There’s another side of my life I don’t really talk about here, though it grew quite big over the years. Due to his occupation, John has a lot of obligations, extending into his (and our) spare time. Sometimes he takes part in those things alone, sometimes I accompany him. It depends on who he meets and where they meet. I don’t feel save about spending time as a gay couple in Dubai for example, just like I’ve mentioned before, and even if I’m invited as well, I don’t go. Perhaps that’s just prejudices, but I don’t neccessarily need to spend time in a country where being gay is an official contravention. I don’t accompany him to business meetings as well or to see people who have issues with him being gay. I tend to think it’s gotten quite normal in that part of Europe, but for sure it’s not that normal in any part of the world and for any people…

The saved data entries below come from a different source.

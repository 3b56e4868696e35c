//! Integration tests for the heatup binary.
//!
//! Each test runs in its own temp directory so a stray heatup.toml in the
//! working tree never changes the results.

use std::fs;

use assert_cmd::Command;
use predicates::prelude::*;
use tempfile::TempDir;

fn heatup_raw(dir: &TempDir) -> Command {
    let mut cmd = Command::cargo_bin("heatup").expect("binary exists");
    cmd.current_dir(dir.path()).env_remove("NO_COLOR");
    cmd
}

fn heatup(dir: &TempDir) -> Command {
    let mut cmd = heatup_raw(dir);
    cmd.args(["--theme", "plain"]);
    cmd
}

#[test]
fn calc_water_medium() {
    let dir = TempDir::new().expect("create temp dir");
    heatup(&dir)
        .args(["calc", "water", "--volume", "250ml", "--intensity", "medium"])
        .assert()
        .success()
        .stdout(predicate::str::contains("Estimated time: 2 min 21 s"))
        .stdout(predicate::str::contains("Water, 250 ml, 25.0 °C → 100.0 °C (medium heat)"));
}

#[test]
fn calc_spanish_names() {
    let dir = TempDir::new().expect("create temp dir");
    heatup(&dir)
        .args(["calc", "agua", "-q", "250", "-i", "bajo"])
        .assert()
        .success()
        .stdout(predicate::str::contains("3 min 45 s"));
}

#[test]
fn advanced_chocolate() {
    let dir = TempDir::new().expect("create temp dir");
    heatup(&dir)
        .args(["advanced", "chocolate", "-q", "0.5l", "--initial", "10C"])
        .assert()
        .success()
        .stdout(predicate::str::contains("4 min 41 s"));
}

#[test]
fn zero_volume_is_rejected() {
    let dir = TempDir::new().expect("create temp dir");
    heatup(&dir)
        .args(["calc", "milk", "--volume", "0"])
        .assert()
        .failure()
        .stderr(predicate::str::contains("quantity must be greater than zero"));
}

#[test]
fn unknown_liquid_suggests() {
    let dir = TempDir::new().expect("create temp dir");
    heatup(&dir)
        .args(["calc", "choc"])
        .assert()
        .failure()
        .stderr(predicate::str::contains("did you mean Chocolate?"));
}

#[test]
fn curve_csv_has_requested_samples() {
    let dir = TempDir::new().expect("create temp dir");
    let output = heatup(&dir)
        .args([
            "curve", "water", "-q", "250", "--model", "exponential", "--samples", "11", "--format",
            "csv",
        ])
        .output()
        .expect("run heatup");
    assert!(output.status.success());

    let stdout = String::from_utf8(output.stdout).expect("utf8");
    let lines: Vec<&str> = stdout.lines().collect();
    assert_eq!(lines.len(), 12);
    assert_eq!(lines[0], "time_s,temperature_c");
    assert_eq!(lines[1], "0.0,25.0");
    let last: Vec<f64> = lines[11]
        .split(',')
        .map(|v| v.parse().expect("number"))
        .collect();
    assert!((last[0] - 140.625).abs() < 1e-9);
    assert!((last[1] - 99.25).abs() < 1e-6);
}

#[test]
fn curve_chart_renders() {
    let dir = TempDir::new().expect("create temp dir");
    heatup(&dir)
        .args(["curve", "milk", "--initial", "4"])
        .assert()
        .success()
        .stdout(predicate::str::contains("90.0 |"))
        .stdout(predicate::str::contains("°C +"));
}

#[test]
fn curve_rejects_too_few_samples() {
    let dir = TempDir::new().expect("create temp dir");
    heatup(&dir)
        .args(["curve", "water", "--samples", "1"])
        .assert()
        .failure();
}

#[test]
fn curve_table_every_nth_sample() {
    let dir = TempDir::new().expect("create temp dir");
    heatup(&dir)
        .args([
            "curve", "water", "--samples", "11", "--format", "table", "--every", "5",
        ])
        .assert()
        .success()
        .stdout(predicate::str::contains("70.3"))
        .stdout(predicate::str::contains("140.6"))
        .stdout(predicate::str::contains("14.1").not())
        .stdout(predicate::str::contains("Within 1 °C of 100.0 °C after 139 s"));
}

#[test]
fn curve_rejects_too_many_samples() {
    let dir = TempDir::new().expect("create temp dir");
    heatup(&dir)
        .args(["curve", "water", "--samples", "18446744073709551615"])
        .assert()
        .failure()
        .stderr(predicate::str::contains("--samples must be between 2 and 10000"));
}

#[test]
fn config_rejects_too_many_samples() {
    let dir = TempDir::new().expect("create temp dir");
    fs::write(
        dir.path().join("heatup.toml"),
        "[estimator]\nsample_count = 1000000\n",
    )
    .expect("write config");

    heatup(&dir)
        .args(["curve", "water"])
        .assert()
        .failure()
        .stderr(predicate::str::contains("Failed to load configuration"));
}

#[test]
fn no_color_env_disables_escapes() {
    let dir = TempDir::new().expect("create temp dir");
    heatup_raw(&dir)
        .env("NO_COLOR", "1")
        .args(["curve", "water", "--format", "table"])
        .assert()
        .success()
        .stdout(predicate::str::contains("Time (s)"))
        .stdout(predicate::str::contains("\x1b").not());
}

#[test]
fn redirected_output_is_plain_by_default() {
    let dir = TempDir::new().expect("create temp dir");
    heatup_raw(&dir)
        .args(["calc", "water"])
        .assert()
        .success()
        .stdout(predicate::str::contains("Estimated time: 2 min 21 s"))
        .stdout(predicate::str::contains("\x1b").not());
}

#[test]
fn explicit_theme_keeps_colour_when_piped() {
    let dir = TempDir::new().expect("create temp dir");
    heatup_raw(&dir)
        .args(["--theme", "dark", "calc", "water"])
        .assert()
        .success()
        .stdout(predicate::str::contains("\x1b["));
}

#[test]
fn liquids_lists_catalog() {
    let dir = TempDir::new().expect("create temp dir");
    heatup(&dir)
        .arg("liquids")
        .assert()
        .success()
        .stdout(predicate::str::contains("Water"))
        .stdout(predicate::str::contains("Chocolate"))
        .stdout(predicate::str::contains("Leche"));
}

#[test]
fn config_file_adds_liquids() {
    let dir = TempDir::new().expect("create temp dir");
    fs::write(
        dir.path().join("heatup.toml"),
        "[[liquids]]\nname = \"Tea\"\ntarget_temperature_c = 80.0\n",
    )
    .expect("write config");

    // 400 ml * 55 °C / 8000 = 2.75 min
    heatup(&dir)
        .args(["calc", "tea", "-q", "400"])
        .assert()
        .success()
        .stdout(predicate::str::contains("2 min 45 s"));
}

#[test]
fn bad_config_is_reported() {
    let dir = TempDir::new().expect("create temp dir");
    let path = dir.path().join("broken.toml");
    fs::write(&path, "[estimator]\nsample_count = \"many\"\n").expect("write config");

    heatup(&dir)
        .arg("--config")
        .arg(&path)
        .arg("liquids")
        .assert()
        .failure()
        .stderr(predicate::str::contains("Failed to load configuration"));
}

#[test]
fn dataset_summary_and_empty_state() {
    let dir = TempDir::new().expect("create temp dir");
    fs::write(
        dir.path().join("runs.csv"),
        "tiempo_s,temperatura_c\n0,25\n60,55\n120,85\n",
    )
    .expect("write dataset");

    heatup(&dir)
        .args(["dataset", "runs.csv"])
        .assert()
        .success()
        .stdout(predicate::str::contains("Records:     3"))
        .stdout(predicate::str::contains("Temperature: 25.0 - 85.0 °C"));

    heatup(&dir)
        .args(["dataset", "missing.csv"])
        .assert()
        .success()
        .stdout(predicate::str::contains("No reference data available"));
}

#[test]
fn session_reads_commands_from_stdin() {
    let dir = TempDir::new().expect("create temp dir");
    heatup(&dir)
        .arg("session")
        .write_stdin(concat!(
            "calc water 250\n",
            "calc water -5\n",
            "mode advanced\n",
            "calc coffee 400 95\n",
            "history\n",
            "export out.csv\n",
            "quit\n",
        ))
        .assert()
        .success()
        .stdout(predicate::str::contains("2 min 21 s"))
        .stdout(predicate::str::contains(
            "error: invalid input: quantity must be greater than zero",
        ))
        .stdout(predicate::str::contains("Estimated cooling time: 1 min 0 s"))
        .stdout(predicate::str::contains("exported 2 entries"));

    let exported = fs::read_to_string(dir.path().join("out.csv")).expect("read export");
    let lines: Vec<&str> = exported.lines().collect();
    assert_eq!(lines.len(), 3);
    assert!(lines[1].contains(",Coffee,400.0,95.0,,advanced,1.0"));
    assert!(lines[2].contains(",Water,250.0,25.0,medium,basic,2.34375"));
}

After John has been having health issues for the past few years and we now know the problem, he tries to step back a bit and spend more time at home, just relaxing or hiking or doing things he likes in general. I like having him around, even though I’m no longer as stressed as I was before when he’s not at home. It’s just a home when he’s here.
The things we like to do with each other have expended over the years. We still play a lot of chess and go hiking on a regular base. He plays golf regularly and goes swimming as well, which is not really my kind of sport 🙂 I like sauna better. He bought a camera two years ago and has been taking photographs ever since, sharing them on flickr and, the more kinky ones, with some BDSM friends. We both love reading, although we like different kinds of books. I guess travelling has become one of our major hobbies as well, after I had so much issues with leaving home. Sometimes we just leave for a weekend, which is so cool 🙂
John says he feels like he has settled more the older he gets, which I regard as an compliment. I think we have established a feeling of home and belonging with each other, even though we’re still not monogamous and don’t want to be. We’ve become very close with each other. I never thought that might even be possible for someone like me, but it is. Still, I don’t just regard myself as his partner. To be honest, I don’t know if I am. Only in a certain kind of way, as we’re never on eye level. I can trust him and he trusts me, but I know I will never be and I will never want to be like him. Having tried other relationships, we’re both feeling comfortable with that. Sometimes I feel sorry for him. In my insecure moments I think he’d be much better off with a normal partner, but actually I know that’s wrong.
I don’t really know why I felt the need to write all that down. Might be connected to a short moment yesterday morning. I woke up while he was still sleeping and I felt so overflowing with love for that gorgeous man… I’m so grateful to be here.